BAA passenger numbers dip as downturn bites

Luggage trolleys
Image caption BAA said it was cautious about growth given the current economic conditions

The number of passengers using BAA's UK airports dipped in October, reflecting weak global economic conditions.

Passenger numbers were down 1.3% last month compared with the same period a year ago, the airports operator said.

At London's Heathrow, numbers fell 1.3%, the first monthly fall since December 2010 and "indicative of the softening in the global economy".

BAA's Scottish airports saw user numbers rise, but overall the company saw a 9.9% fall in domestic UK traffic.

This was offset by a 1.2% rise in passengers on European flights and a 1.1% increase in traffic on North American routes.

Forced sale

BAA currently runs six airports in the UK: Heathrow, Stansted, Southampton, Glasgow, Edinburgh and Aberdeen.

However, earlier this year the Competition Commission ordered BAA to sell Stansted and one of its Scottish hubs, Glasgow and Edinburgh.

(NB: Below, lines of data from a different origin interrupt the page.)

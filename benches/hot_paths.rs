use std::collections::BTreeMap;
use std::time::{Duration, SystemTime};

use criterion::{black_box, criterion_group, criterion_main, Criterion};
use sweepline::collector::{Metric, MetricValue};
use sweepline::pipeline::{FsSummary, InstanceStats, Snapshot, Summary};
use sweepline::queue::KeyedQueue;
use sweepline::sink::cost::{CallLimits, CostBuffer, CostCall};

fn health_agent_metrics() -> Vec<Metric> {
    let ts = SystemTime::UNIX_EPOCH + Duration::from_secs(1_700_000_000);
    let mut metrics = vec![
        Metric::new("/sys/cpu/user", MetricValue::Float(12.5)).at(ts),
        Metric::new("/sys/cpu/sys", MetricValue::Float(3.5)).at(ts),
        Metric::new("/sys/memory/total", MetricValue::Uint(64 << 30)).at(ts),
        Metric::new("/sys/memory/free", MetricValue::Uint(20 << 30)).at(ts),
        Metric::new("/sys/fs/METRICS/size", MetricValue::Uint(500 << 30)).at(ts),
        Metric::new("/sys/fs/METRICS/free", MetricValue::Uint(200 << 30)).at(ts),
    ];
    for i in 0..32 {
        metrics.push(
            Metric::new(&format!("/sys/fs/data{i}/METRICS/size"), MetricValue::Uint(1 << 40))
                .at(ts),
        );
        metrics.push(
            Metric::new(&format!("/sys/fs/data{i}/METRICS/free"), MetricValue::Uint(1 << 39))
                .at(ts),
        );
    }
    for i in 0..200 {
        metrics.push(Metric::new(&format!("/proc/app/counter{i}"), MetricValue::Int(i)).at(ts));
    }
    metrics
}

fn snapshot(instance: usize, fs_count: usize) -> Snapshot {
    let mut used = Summary::default();
    used.add(40.0);
    used.add(60.0);
    let fss: BTreeMap<String, FsSummary> = (0..fs_count)
        .map(|i| {
            (
                format!("/data{i}"),
                FsSummary {
                    size: 1 << 40,
                    used_percent: used,
                },
            )
        })
        .collect();

    Snapshot {
        instance_id: format!("i-{instance}"),
        account_id: "42".to_string(),
        region: "us-east-1".to_string(),
        host_name: format!("host-{instance}"),
        window_start: SystemTime::UNIX_EPOCH + Duration::from_secs(1_700_000_040),
        window: Duration::from_secs(300),
        sample_count: 10,
        cpu_used_percent: used,
        memory_used_percent: used,
        memory_total: 64 << 30,
        fss,
    }
}

fn bench_queue(c: &mut Criterion) {
    c.bench_function("queue/add_coalescing_1k_over_100_keys", |b| {
        b.iter(|| {
            let queue: KeyedQueue<u32, u32> = KeyedQueue::new();
            for i in 0..1_000u32 {
                queue.add(i % 100, i);
            }
            let mut drained = 0;
            while queue.try_remove().is_some() {
                drained += 1;
            }
            black_box(drained)
        })
    });
}

fn bench_instance_stats(c: &mut Criterion) {
    let metrics = health_agent_metrics();
    let default_ts = SystemTime::now();

    c.bench_function("stats/from_metrics_health_agent", |b| {
        b.iter(|| black_box(InstanceStats::from_metrics(black_box(&metrics), default_ts)))
    });
}

fn bench_split_and_buffer(c: &mut Criterion) {
    let limits = CallLimits {
        max_instances: 100,
        max_fs: 50,
    };
    let batch: Vec<Snapshot> = (0..200).map(|i| snapshot(i, 1 + i % 8)).collect();
    let wide = snapshot(0, 400);

    c.bench_function("cost/split_wide_snapshot", |b| {
        b.iter(|| {
            let (call, overflow) = CostCall::from_snapshot(black_box(&wide)).split(limits.max_fs);
            black_box((call.fss.len(), overflow.len()))
        })
    });

    c.bench_function("cost/buffer_200_snapshots", |b| {
        b.iter(|| {
            let mut buffer = CostBuffer::new(limits);
            let mut flushes = 0;
            for snapshot in &batch {
                let (call, _) = CostCall::from_snapshot(snapshot).split(limits.max_fs);
                if let Err(call) = buffer.add(call) {
                    flushes += 1;
                    buffer.clear();
                    if buffer.add(call).is_err() {
                        unreachable!("record larger than an empty buffer");
                    }
                }
            }
            black_box(flushes)
        })
    });
}

fn bench_suite(c: &mut Criterion) {
    bench_queue(c);
    bench_instance_stats(c);
    bench_split_and_buffer(c);
}

criterion_group!(benches, bench_suite);
criterion_main!(benches);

BAA has requested a judicial review of the ruling that it must sell Stansted, but last month it announced it would sell Edinburgh Airport, with the deal due to be completed by summer 2012.

Passenger numbers at Edinburgh airport were up 1.8% in October from a year ago.

"Edinburgh Airport has shown itself to be a strong and resilient asset throughout the economic downturn with passenger numbers growing by more than 8% this year, " said BAA chief executive Colin Matthews.

"The reduction in passengers at Heathrow is indicative of the softening in the global economy. We remain cautious about predicting growth in the coming months."